→ **Work item**
Every line in the listing below from the one with "filename src/adapters/mod.rs" through the one with "filename src/domain/ruin.rs" is to be reproduced exactly, both ends included; leave out the rest.

→ **Listed entries**

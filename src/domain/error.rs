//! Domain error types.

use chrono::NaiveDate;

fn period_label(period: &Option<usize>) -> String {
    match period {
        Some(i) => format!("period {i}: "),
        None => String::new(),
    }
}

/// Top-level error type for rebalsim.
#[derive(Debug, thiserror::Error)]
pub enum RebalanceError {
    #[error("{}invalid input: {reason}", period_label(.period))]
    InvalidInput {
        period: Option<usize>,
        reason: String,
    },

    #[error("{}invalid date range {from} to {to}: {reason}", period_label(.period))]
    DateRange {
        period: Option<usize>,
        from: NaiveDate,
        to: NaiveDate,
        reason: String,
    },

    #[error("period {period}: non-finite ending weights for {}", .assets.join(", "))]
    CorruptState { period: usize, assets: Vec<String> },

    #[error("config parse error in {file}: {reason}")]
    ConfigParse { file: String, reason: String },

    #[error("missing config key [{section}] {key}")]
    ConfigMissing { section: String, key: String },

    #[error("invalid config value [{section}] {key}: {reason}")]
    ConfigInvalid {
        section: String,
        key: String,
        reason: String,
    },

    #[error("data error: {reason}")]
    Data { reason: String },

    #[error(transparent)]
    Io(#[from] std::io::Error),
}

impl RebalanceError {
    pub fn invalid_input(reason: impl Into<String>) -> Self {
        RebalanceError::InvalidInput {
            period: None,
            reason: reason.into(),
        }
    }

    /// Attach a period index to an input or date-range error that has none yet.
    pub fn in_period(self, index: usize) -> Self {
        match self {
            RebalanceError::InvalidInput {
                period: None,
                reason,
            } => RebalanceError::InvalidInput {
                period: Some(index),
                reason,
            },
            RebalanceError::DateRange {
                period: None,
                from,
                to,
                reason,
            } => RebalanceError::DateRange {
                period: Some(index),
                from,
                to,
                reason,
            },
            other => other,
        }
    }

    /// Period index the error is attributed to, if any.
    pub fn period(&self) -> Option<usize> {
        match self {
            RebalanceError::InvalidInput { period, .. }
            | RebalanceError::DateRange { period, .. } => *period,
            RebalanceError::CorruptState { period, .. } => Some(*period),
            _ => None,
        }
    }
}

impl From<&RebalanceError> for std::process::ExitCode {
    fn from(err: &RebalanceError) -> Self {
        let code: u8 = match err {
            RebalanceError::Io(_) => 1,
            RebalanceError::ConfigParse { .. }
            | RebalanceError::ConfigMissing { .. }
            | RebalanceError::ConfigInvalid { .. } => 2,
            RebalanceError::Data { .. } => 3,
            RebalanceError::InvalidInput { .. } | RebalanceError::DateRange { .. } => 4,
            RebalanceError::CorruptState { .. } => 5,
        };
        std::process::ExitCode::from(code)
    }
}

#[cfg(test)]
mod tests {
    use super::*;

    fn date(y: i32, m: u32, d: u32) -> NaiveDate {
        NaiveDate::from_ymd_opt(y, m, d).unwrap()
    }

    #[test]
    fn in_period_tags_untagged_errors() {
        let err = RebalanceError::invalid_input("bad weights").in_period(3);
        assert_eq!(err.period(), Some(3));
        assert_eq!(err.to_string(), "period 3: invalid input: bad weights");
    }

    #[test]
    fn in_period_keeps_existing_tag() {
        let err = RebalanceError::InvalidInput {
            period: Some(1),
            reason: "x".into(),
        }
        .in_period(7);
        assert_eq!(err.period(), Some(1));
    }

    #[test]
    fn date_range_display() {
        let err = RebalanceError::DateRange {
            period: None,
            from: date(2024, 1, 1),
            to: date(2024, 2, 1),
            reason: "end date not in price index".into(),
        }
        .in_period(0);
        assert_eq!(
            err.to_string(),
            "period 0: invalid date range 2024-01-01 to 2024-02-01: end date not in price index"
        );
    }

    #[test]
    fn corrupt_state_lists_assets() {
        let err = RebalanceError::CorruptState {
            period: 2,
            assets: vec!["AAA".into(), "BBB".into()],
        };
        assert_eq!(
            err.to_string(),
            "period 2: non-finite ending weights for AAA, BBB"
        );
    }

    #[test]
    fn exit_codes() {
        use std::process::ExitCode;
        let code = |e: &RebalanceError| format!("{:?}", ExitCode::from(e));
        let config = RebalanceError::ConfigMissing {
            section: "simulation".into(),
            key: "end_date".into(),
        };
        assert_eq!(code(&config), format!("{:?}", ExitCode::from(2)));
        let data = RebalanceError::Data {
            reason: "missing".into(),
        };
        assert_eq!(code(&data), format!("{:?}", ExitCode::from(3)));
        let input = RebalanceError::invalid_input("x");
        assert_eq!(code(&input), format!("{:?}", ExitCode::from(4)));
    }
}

--

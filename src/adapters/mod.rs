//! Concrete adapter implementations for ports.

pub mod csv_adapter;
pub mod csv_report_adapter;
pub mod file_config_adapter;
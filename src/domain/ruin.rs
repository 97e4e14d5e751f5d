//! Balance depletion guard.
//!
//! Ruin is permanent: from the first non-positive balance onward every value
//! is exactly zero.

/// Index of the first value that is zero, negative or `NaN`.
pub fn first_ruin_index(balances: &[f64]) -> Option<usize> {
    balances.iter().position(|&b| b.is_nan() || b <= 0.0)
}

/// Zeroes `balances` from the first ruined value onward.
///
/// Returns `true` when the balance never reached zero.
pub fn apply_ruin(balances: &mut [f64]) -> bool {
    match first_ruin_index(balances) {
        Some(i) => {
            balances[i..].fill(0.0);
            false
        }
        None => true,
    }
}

→ **Task answer**
filename src/adapters/mod.rs
//! Concrete adapter implementations for ports.

pub mod csv_adapter;
pub mod csv_report_adapter;
pub mod file_config_adapter;
filename src/domain/ruin.rs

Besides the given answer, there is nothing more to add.